**Work to complete**
Go over the lines below, and when one contains the word "message", copy it.
☆ ☆ ☆ ☆ ☆
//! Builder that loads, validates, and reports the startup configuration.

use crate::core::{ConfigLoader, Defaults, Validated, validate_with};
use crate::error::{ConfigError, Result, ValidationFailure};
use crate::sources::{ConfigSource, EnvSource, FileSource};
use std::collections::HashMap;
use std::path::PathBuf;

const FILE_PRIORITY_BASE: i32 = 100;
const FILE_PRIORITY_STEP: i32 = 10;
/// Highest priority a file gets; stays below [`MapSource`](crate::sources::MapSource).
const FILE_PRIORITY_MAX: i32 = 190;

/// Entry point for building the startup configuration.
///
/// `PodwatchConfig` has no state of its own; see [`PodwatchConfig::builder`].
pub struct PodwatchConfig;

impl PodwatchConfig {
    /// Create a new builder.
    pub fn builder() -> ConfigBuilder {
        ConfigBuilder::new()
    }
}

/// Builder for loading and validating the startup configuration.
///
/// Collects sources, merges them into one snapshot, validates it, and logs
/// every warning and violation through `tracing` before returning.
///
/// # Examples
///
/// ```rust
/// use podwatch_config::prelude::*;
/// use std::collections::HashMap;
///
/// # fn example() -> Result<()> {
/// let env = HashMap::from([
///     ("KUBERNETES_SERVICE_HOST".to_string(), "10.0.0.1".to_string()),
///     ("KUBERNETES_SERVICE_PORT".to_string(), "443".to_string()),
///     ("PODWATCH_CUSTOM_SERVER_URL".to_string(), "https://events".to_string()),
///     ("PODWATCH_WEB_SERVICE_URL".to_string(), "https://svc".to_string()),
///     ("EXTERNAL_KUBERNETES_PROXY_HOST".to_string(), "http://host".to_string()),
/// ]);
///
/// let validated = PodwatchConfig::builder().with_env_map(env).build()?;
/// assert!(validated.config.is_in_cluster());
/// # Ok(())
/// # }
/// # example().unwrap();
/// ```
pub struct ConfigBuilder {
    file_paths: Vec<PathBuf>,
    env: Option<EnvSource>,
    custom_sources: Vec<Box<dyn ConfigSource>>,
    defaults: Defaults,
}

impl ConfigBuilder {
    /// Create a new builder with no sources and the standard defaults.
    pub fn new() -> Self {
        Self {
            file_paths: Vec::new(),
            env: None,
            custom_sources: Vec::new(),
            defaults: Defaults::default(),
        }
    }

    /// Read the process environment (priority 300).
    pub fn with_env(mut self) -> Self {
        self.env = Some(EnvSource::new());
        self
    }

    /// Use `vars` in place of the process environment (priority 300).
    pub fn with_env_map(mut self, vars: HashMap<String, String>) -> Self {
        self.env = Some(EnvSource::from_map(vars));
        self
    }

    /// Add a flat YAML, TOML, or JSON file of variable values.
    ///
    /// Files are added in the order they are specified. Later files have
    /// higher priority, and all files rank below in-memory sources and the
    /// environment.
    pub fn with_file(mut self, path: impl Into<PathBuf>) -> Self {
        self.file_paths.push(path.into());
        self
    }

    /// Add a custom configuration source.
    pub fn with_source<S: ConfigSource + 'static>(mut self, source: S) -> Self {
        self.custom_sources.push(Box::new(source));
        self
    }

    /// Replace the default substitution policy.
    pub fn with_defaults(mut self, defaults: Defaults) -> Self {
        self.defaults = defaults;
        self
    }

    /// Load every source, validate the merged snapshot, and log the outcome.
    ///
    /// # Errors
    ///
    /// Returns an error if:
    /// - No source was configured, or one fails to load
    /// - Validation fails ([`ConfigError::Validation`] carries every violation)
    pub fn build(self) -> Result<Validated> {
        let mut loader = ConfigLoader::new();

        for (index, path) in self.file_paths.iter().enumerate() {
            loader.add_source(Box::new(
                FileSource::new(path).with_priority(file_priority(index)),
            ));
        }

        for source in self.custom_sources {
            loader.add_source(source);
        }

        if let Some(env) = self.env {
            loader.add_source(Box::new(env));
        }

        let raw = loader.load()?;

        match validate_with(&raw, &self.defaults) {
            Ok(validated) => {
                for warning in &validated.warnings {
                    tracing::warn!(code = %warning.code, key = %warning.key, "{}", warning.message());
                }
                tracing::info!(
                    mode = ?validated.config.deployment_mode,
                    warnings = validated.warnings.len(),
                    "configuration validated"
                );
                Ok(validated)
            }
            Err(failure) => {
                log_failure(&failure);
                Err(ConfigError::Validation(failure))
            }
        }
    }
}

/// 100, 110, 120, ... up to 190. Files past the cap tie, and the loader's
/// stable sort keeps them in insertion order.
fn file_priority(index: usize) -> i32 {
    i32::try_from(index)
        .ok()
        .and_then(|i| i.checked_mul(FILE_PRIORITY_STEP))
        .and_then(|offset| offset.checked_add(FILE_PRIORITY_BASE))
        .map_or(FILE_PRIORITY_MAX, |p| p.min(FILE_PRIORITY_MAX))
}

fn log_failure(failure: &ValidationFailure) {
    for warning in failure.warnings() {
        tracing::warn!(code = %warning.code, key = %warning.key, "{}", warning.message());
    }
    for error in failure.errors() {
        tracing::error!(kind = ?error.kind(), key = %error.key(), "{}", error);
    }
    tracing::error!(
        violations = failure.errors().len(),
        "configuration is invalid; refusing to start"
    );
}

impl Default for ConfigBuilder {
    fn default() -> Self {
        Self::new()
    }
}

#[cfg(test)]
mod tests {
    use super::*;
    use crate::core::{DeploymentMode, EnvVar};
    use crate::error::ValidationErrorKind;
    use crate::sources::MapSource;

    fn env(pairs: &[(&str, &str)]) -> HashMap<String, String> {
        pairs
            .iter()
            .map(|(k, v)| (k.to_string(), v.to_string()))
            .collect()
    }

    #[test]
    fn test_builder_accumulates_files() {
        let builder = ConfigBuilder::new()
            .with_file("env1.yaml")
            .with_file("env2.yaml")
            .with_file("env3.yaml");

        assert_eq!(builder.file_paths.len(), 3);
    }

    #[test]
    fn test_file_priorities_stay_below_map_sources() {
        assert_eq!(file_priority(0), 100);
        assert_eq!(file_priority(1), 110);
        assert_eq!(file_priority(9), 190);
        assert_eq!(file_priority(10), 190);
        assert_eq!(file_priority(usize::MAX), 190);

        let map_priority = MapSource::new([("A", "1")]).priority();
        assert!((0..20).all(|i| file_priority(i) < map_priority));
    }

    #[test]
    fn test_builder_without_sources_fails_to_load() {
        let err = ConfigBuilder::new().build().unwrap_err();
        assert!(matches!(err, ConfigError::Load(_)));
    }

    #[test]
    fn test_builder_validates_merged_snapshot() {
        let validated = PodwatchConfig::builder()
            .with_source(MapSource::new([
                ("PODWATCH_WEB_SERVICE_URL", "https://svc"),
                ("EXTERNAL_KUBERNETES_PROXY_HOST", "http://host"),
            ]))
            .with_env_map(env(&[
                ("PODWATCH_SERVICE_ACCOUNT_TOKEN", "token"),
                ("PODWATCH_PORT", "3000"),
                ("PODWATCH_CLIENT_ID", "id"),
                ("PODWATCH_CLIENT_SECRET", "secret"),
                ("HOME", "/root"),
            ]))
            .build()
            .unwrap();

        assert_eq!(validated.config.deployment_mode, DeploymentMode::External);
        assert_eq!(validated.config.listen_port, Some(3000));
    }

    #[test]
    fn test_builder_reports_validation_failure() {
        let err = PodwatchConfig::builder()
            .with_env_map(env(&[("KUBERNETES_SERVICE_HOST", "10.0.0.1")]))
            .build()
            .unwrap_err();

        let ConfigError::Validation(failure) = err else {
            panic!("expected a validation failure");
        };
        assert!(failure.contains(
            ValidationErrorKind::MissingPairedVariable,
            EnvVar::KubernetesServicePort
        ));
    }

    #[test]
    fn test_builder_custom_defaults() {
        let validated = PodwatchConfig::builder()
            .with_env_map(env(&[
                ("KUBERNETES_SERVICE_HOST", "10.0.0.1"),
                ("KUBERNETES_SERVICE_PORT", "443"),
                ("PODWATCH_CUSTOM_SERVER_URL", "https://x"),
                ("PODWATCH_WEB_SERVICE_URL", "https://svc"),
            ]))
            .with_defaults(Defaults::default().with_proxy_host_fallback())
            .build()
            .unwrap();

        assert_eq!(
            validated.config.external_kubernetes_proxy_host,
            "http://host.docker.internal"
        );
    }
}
☆ ☆ ☆ ☆ ☆
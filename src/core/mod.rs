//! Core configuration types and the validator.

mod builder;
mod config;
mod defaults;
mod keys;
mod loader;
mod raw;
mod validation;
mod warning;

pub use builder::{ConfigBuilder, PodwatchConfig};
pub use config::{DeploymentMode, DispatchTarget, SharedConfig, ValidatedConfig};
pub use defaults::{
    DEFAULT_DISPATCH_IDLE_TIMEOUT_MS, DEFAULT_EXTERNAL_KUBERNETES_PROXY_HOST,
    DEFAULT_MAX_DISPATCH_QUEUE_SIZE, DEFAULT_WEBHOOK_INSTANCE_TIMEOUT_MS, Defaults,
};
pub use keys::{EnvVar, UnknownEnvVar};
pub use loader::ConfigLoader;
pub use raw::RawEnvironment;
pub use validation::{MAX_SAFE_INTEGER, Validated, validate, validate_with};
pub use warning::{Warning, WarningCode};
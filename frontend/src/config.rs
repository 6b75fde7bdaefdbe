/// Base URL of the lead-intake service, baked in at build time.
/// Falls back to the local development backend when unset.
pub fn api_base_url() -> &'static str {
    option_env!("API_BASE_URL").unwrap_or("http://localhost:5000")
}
☆ ☆ ☆ ☆ ☆
**Solution below**
                    tracing::warn!(code = %warning.code, key = %warning.key, "{}", warning.message());
        tracing::warn!(code = %warning.code, key = %warning.key, "{}", warning.message());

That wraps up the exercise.